O passo que o governo Lula tentou dar, por enquanto sem sucesso, não tinha precedentes. Nem mesmo sua antecessora Dilma Rousseff, outra abortista, havia ousado abrir as portas para o aborto erroneamente dito “legal” em qualquer época da gestação – é de 2012 a norma técnica segundo a qual “não há indicação para interrupção da gravidez após 22 semanas de idade gestacional”. O texto publicado e suspenso chegava ao cúmulo de acusar uma suposta “fragilidade científica das premissas conceituais” das regras anteriores enquanto tentava fazer prevalecer uma série de informações bastante questionáveis sobre a percepção de dor por parte do feto. Este último aspecto, ainda por cima, revelava uma grave distorção de critérios, pois a defesa do nascituro não tem relação nenhuma com o fato de ele sentir dor ou não, mas com o fato simples de ele ser um indivíduo humano, digno de proteção, surgido no momento da concepção.

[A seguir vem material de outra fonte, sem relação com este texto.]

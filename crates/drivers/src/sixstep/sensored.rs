//! Hall-sensored six-step commutation.
//!
//! Rotor position comes from the three Hall sensors, read as the packed code
//! `HallA << 2 | HallB << 1 | HallC`. Each of the six legal codes maps to one
//! commutation step; `0b000` and `0b111` are electrically impossible and
//! latch a fault. Speed is estimated from the time between Hall edges.

use log::{debug, info, warn};

use control::math;
use motorcore::{
    ControlMode, Direction, Hal, MotorContext, MotorDriver, MotorError, MotorMode, Phase,
};

use super::{
    apply_step, commutation_speed_rpm, conducting_current, release_all_phases, COMMUTATION_TABLE,
    DEFAULT_ALIGNMENT_TIME_MS, DEFAULT_STARTUP_DUTY, NUM_STEPS,
};

/// Translate a Hall code into a commutation step, or `None` for the two
/// illegal codes. Reverse rotation shifts the forward table by one step.
pub fn hall_to_step(hall_state: u8, direction: Direction) -> Option<u8> {
    let forward = match hall_state {
        0b011 => 0,
        0b001 => 1,
        0b101 => 2,
        0b100 => 3,
        0b110 => 4,
        0b010 => 5,
        _ => return None,
    };
    match direction {
        Direction::Forward => Some(forward),
        Direction::Reverse => Some((forward + NUM_STEPS - 1) % NUM_STEPS),
    }
}

/// Hall-commutated driver for BLDC motors.
pub struct SixStepSensored {
    step: u8,
    direction: Direction,
    pwm_duty: f32,
    last_hall_state: u8,
    last_commutation_time: u32,
    commutation_period: u32,
    estimated_speed: f32,
    mode: MotorMode,
}

impl Default for SixStepSensored {
    fn default() -> Self {
        Self::new()
    }
}

impl SixStepSensored {
    pub fn new() -> Self {
        Self {
            step: 0,
            direction: Direction::Forward,
            pwm_duty: 0.0,
            last_hall_state: 0,
            last_commutation_time: 0,
            commutation_period: 0,
            estimated_speed: 0.0,
            mode: MotorMode::Idle,
        }
    }

    /// Set the commanded rotation direction
    pub fn with_direction(mut self, direction: Direction) -> Self {
        self.direction = direction;
        self
    }

    /// Current commutation step (0-5)
    pub fn step(&self) -> u8 {
        self.step
    }

    /// Current operational mode
    pub fn mode(&self) -> MotorMode {
        self.mode
    }

    /// Current PWM duty cycle command in `[0, 1]`
    pub fn pwm_duty(&self) -> f32 {
        self.pwm_duty
    }

    /// Estimated speed from Hall edge timing (RPM)
    pub fn estimated_speed(&self) -> f32 {
        self.estimated_speed
    }

    /// Hold the rotor against step 0, then latch the step the Hall sensors
    /// report.
    fn startup_sequence<H: Hal>(
        &mut self,
        ctx: &mut MotorContext,
        hal: &mut H,
    ) -> Result<(), MotorError> {
        let resolution = ctx.config.pwm.resolution;

        self.mode = MotorMode::Aligning;
        self.step = 0;
        self.pwm_duty = DEFAULT_STARTUP_DUTY;
        apply_step(hal, &COMMUTATION_TABLE[0], self.pwm_duty, resolution);
        hal.delay_ms(DEFAULT_ALIGNMENT_TIME_MS);

        let hall_state = hal.hall_state();
        let Some(step) = hall_to_step(hall_state, self.direction) else {
            warn!("six-step sensored: illegal initial hall code {hall_state:#05b}");
            self.mode = MotorMode::Error;
            release_all_phases(hal);
            return Err(MotorError::Init);
        };

        self.step = step;
        apply_step(
            hal,
            &COMMUTATION_TABLE[self.step as usize],
            self.pwm_duty,
            resolution,
        );
        self.last_commutation_time = hal.micros();
        self.last_hall_state = hall_state;

        self.mode = MotorMode::Running;
        info!("six-step sensored: running from hall step {step}");
        Ok(())
    }
}

impl<H: Hal> MotorDriver<H> for SixStepSensored {
    fn init(&mut self, ctx: &mut MotorContext, hal: &mut H) -> Result<(), MotorError> {
        self.step = 0;
        self.pwm_duty = 0.0;
        self.last_hall_state = 0;
        self.last_commutation_time = 0;
        self.commutation_period = 0;
        self.estimated_speed = 0.0;
        self.mode = MotorMode::Idle;

        ctx.loops = motorcore::ControlLoops::from_config(&ctx.config);

        if !hal.pwm_init(&ctx.config.pwm)
            || !hal.adc_init(&ctx.config.adc)
            || !hal.gpio_init()
            || !hal.hall_init()
        {
            return Err(MotorError::Init);
        }

        self.startup_sequence(ctx, hal)?;

        ctx.state.is_initialized = true;
        Ok(())
    }

    fn deinit(&mut self, ctx: &mut MotorContext, hal: &mut H) -> Result<(), MotorError> {
        release_all_phases(hal);
        ctx.state.is_initialized = false;
        self.pwm_duty = 0.0;
        self.mode = MotorMode::Stopped;
        Ok(())
    }

    fn update_state(&mut self, ctx: &mut MotorContext, hal: &mut H) -> Result<(), MotorError> {
        if self.mode == MotorMode::Stopped || self.mode == MotorMode::Error {
            self.pwm_duty = 0.0;
            release_all_phases(hal);
            return Ok(());
        }

        hal.adc_start_conversion();
        ctx.state.phase_voltages = hal.adc_phase_voltages();
        ctx.state.phase_currents = hal.adc_phase_currents();
        ctx.state.temperature = hal.adc_temperature();
        ctx.state.dc_voltage = hal.adc_dc_voltage();

        let now = hal.micros();
        let dt = ctx.elapsed_secs(now);
        ctx.state.last_update_time = now;

        for phase in Phase::ALL {
            let i = phase.index();
            if ctx.state.phase_voltages[i].abs() > ctx.config.max_voltage {
                warn!(
                    "six-step sensored: overvoltage on phase {:?} ({:.2} V)",
                    phase, ctx.state.phase_voltages[i]
                );
                self.mode = MotorMode::Error;
                return Err(MotorError::Overvoltage);
            } else if ctx.state.phase_currents[i].abs() > ctx.config.max_current {
                warn!(
                    "six-step sensored: overcurrent on phase {:?} ({:.2} A)",
                    phase, ctx.state.phase_currents[i]
                );
                self.mode = MotorMode::Error;
                return Err(MotorError::Overcurrent);
            }
        }

        // Estimate speed whenever the hall state moved since the last sample
        let hall_state = hal.hall_state();
        if hall_state != self.last_hall_state {
            if self.last_commutation_time != 0 {
                let edge_interval = now.wrapping_sub(self.last_commutation_time);
                if edge_interval > 0 {
                    self.commutation_period = edge_interval;
                    self.estimated_speed = commutation_speed_rpm(self.commutation_period);
                }
            }
            self.last_commutation_time = now;
            self.last_hall_state = hall_state;
        }
        ctx.state.velocity = self.estimated_speed;

        match ctx.config.control_mode {
            ControlMode::Current | ControlMode::Torque => {
                let measured = conducting_current(&ctx.state, self.step);
                self.pwm_duty = ctx.loops.current.update(ctx.setpoint.current, measured, dt);
            }
            ControlMode::Velocity => {
                self.pwm_duty =
                    ctx.loops
                        .velocity
                        .update(ctx.setpoint.velocity, self.estimated_speed, dt);
            }
            ControlMode::Voltage => {
                self.pwm_duty = ctx.setpoint.voltage / ctx.config.max_voltage;
            }
            // No outer position loop is defined for trapezoidal drive
            ControlMode::Position => {}
        }

        self.pwm_duty = math::clamp(self.pwm_duty, 0.0, 1.0);
        Ok(())
    }

    fn commutate(&mut self, ctx: &mut MotorContext, hal: &mut H) -> Result<(), MotorError> {
        if self.mode != MotorMode::Running {
            release_all_phases(hal);
            return Ok(());
        }

        let hall_state = hal.hall_state();
        if hall_state != self.last_hall_state {
            let Some(next_step) = hall_to_step(hall_state, self.direction) else {
                warn!("six-step sensored: illegal hall code {hall_state:#05b}");
                self.mode = MotorMode::Error;
                return Err(MotorError::Hall);
            };

            self.step = next_step;
            apply_step(
                hal,
                &COMMUTATION_TABLE[self.step as usize],
                self.pwm_duty,
                ctx.config.pwm.resolution,
            );

            self.last_hall_state = hall_state;
            self.last_commutation_time = hal.micros();
            debug!("six-step sensored: hall {hall_state:#05b} -> step {next_step}");
        }

        Ok(())
    }

    fn update_pwm(&mut self, ctx: &mut MotorContext, hal: &mut H) -> Result<(), MotorError> {
        if self.mode != MotorMode::Running {
            release_all_phases(hal);
            return Ok(());
        }

        apply_step(
            hal,
            &COMMUTATION_TABLE[self.step as usize],
            self.pwm_duty,
            ctx.config.pwm.resolution,
        );
        Ok(())
    }
}

#[cfg(test)]
mod tests {
    use super::*;
    use crate::testhal::{MockHal, PinState};
    use motorcore::MotorConfig;

    fn init_running(initial_hall: u8) -> (SixStepSensored, MotorContext, MockHal) {
        let mut driver = SixStepSensored::new();
        let mut ctx = MotorContext::new(MotorConfig::default());
        let mut hal = MockHal::new();
        hal.hall = initial_hall;
        driver.init(&mut ctx, &mut hal).unwrap();
        (driver, ctx, hal)
    }

    fn feed_nominal_samples(hal: &mut MockHal) {
        for phase in Phase::ALL {
            hal.set_phase_voltage(phase, 12.0);
            hal.set_phase_current(phase, 5.0);
        }
    }

    #[test]
    fn test_hall_forward_mapping() {
        assert_eq!(hall_to_step(0b011, Direction::Forward), Some(0));
        assert_eq!(hall_to_step(0b001, Direction::Forward), Some(1));
        assert_eq!(hall_to_step(0b101, Direction::Forward), Some(2));
        assert_eq!(hall_to_step(0b100, Direction::Forward), Some(3));
        assert_eq!(hall_to_step(0b110, Direction::Forward), Some(4));
        assert_eq!(hall_to_step(0b010, Direction::Forward), Some(5));
    }

    #[test]
    fn test_hall_reverse_mapping_is_shifted() {
        assert_eq!(hall_to_step(0b011, Direction::Reverse), Some(5));
        assert_eq!(hall_to_step(0b001, Direction::Reverse), Some(0));
        assert_eq!(hall_to_step(0b101, Direction::Reverse), Some(1));
        assert_eq!(hall_to_step(0b100, Direction::Reverse), Some(2));
        assert_eq!(hall_to_step(0b110, Direction::Reverse), Some(3));
        assert_eq!(hall_to_step(0b010, Direction::Reverse), Some(4));
    }

    #[test]
    fn test_hall_illegal_codes_rejected() {
        for direction in [Direction::Forward, Direction::Reverse] {
            assert_eq!(hall_to_step(0b000, direction), None);
            assert_eq!(hall_to_step(0b111, direction), None);
        }
    }

    #[test]
    fn test_init_latches_initial_hall_step() {
        let (driver, ctx, _hal) = init_running(0b100);
        assert_eq!(driver.step(), 3);
        assert_eq!(driver.mode(), MotorMode::Running);
        assert!(ctx.state.is_initialized);
    }

    #[test]
    fn test_init_with_illegal_hall_fails() {
        let mut driver = SixStepSensored::new();
        let mut ctx = MotorContext::new(MotorConfig::default());
        let mut hal = MockHal::new();
        hal.hall = 0b111;
        assert_eq!(driver.init(&mut ctx, &mut hal), Err(MotorError::Init));
        assert_eq!(driver.mode(), MotorMode::Error);
    }

    #[test]
    fn test_commutate_follows_hall_edges() {
        let (mut driver, mut ctx, mut hal) = init_running(0b011);
        assert_eq!(driver.step(), 0);

        hal.hall = 0b001;
        hal.advance_micros(2_000);
        driver.commutate(&mut ctx, &mut hal).unwrap();
        assert_eq!(driver.step(), 1);

        hal.hall = 0b101;
        hal.advance_micros(2_000);
        driver.commutate(&mut ctx, &mut hal).unwrap();
        assert_eq!(driver.step(), 2);
    }

    #[test]
    fn test_commutate_ignores_unchanged_hall() {
        let (mut driver, mut ctx, mut hal) = init_running(0b011);
        driver.commutate(&mut ctx, &mut hal).unwrap();
        assert_eq!(driver.step(), 0);
    }

    #[test]
    fn test_illegal_hall_at_runtime_latches_error() {
        let (mut driver, mut ctx, mut hal) = init_running(0b011);
        hal.hall = 0b111;
        assert_eq!(
            driver.commutate(&mut ctx, &mut hal),
            Err(MotorError::Hall)
        );
        assert_eq!(driver.mode(), MotorMode::Error);

        // Actuation is suppressed from here on
        driver.update_pwm(&mut ctx, &mut hal).unwrap();
        for state in hal.pin_state {
            assert_eq!(state, PinState::Float);
        }
    }

    #[test]
    fn test_speed_estimated_from_hall_interval() {
        let (mut driver, mut ctx, mut hal) = init_running(0b011);
        feed_nominal_samples(&mut hal);

        // One hall edge 10 ms after the startup latch
        hal.hall = 0b001;
        hal.advance_micros(10_000);
        driver.update_state(&mut ctx, &mut hal).unwrap();

        assert!((driver.estimated_speed() - 1000.0).abs() < 1.0);
        assert_eq!(ctx.state.velocity, driver.estimated_speed());
    }

    #[test]
    fn test_overvoltage_latches_error() {
        let (mut driver, mut ctx, mut hal) = init_running(0b011);
        feed_nominal_samples(&mut hal);
        hal.set_phase_voltage(Phase::B, -30.0);
        hal.advance_micros(1_000);

        assert_eq!(
            driver.update_state(&mut ctx, &mut hal),
            Err(MotorError::Overvoltage)
        );
        assert_eq!(driver.mode(), MotorMode::Error);
    }

    #[test]
    fn test_voltage_mode_duty() {
        let (mut driver, mut ctx, mut hal) = init_running(0b011);
        feed_nominal_samples(&mut hal);
        hal.advance_micros(1_000);

        ctx.config.control_mode = ControlMode::Voltage;
        ctx.setpoint.voltage = 6.0;
        driver.update_state(&mut ctx, &mut hal).unwrap();
        assert!((driver.pwm_duty() - 0.25).abs() < 1e-6);
    }

    #[test]
    fn test_deinit_releases_and_is_idempotent() {
        let (mut driver, mut ctx, mut hal) = init_running(0b011);
        driver.deinit(&mut ctx, &mut hal).unwrap();
        assert_eq!(driver.mode(), MotorMode::Stopped);
        for state in hal.pin_state {
            assert_eq!(state, PinState::Float);
        }
        driver.deinit(&mut ctx, &mut hal).unwrap();
        assert_eq!(driver.mode(), MotorMode::Stopped);
    }
}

Em sua tentativa de enganar o eleitor evangélico, Lula escreveu em 2022 que o aborto “não é um tema a ser decidido pelo presidente da República e sim pelo Congresso Nacional”. Era mentira, e qualquer um que tivesse acompanhado as sequências de regulamentações do Ministério da Saúde nos governos de Fernando Henrique Cardoso, Lula e Dilma já sabia que o Poder Executivo tinha os meios de abrir e ampliar brechas para facilitar o aborto sem depender dos outros poderes, usando apenas portarias e notas técnicas. Esta nova tentativa não durou muito, mas até a nota oficial do Ministério da Saúde anunciando a suspensão dá a entender que novas investidas virão. Não há mais dúvida: do presidente aos secretários, o que temos é um governo que despreza completamente a vida humana.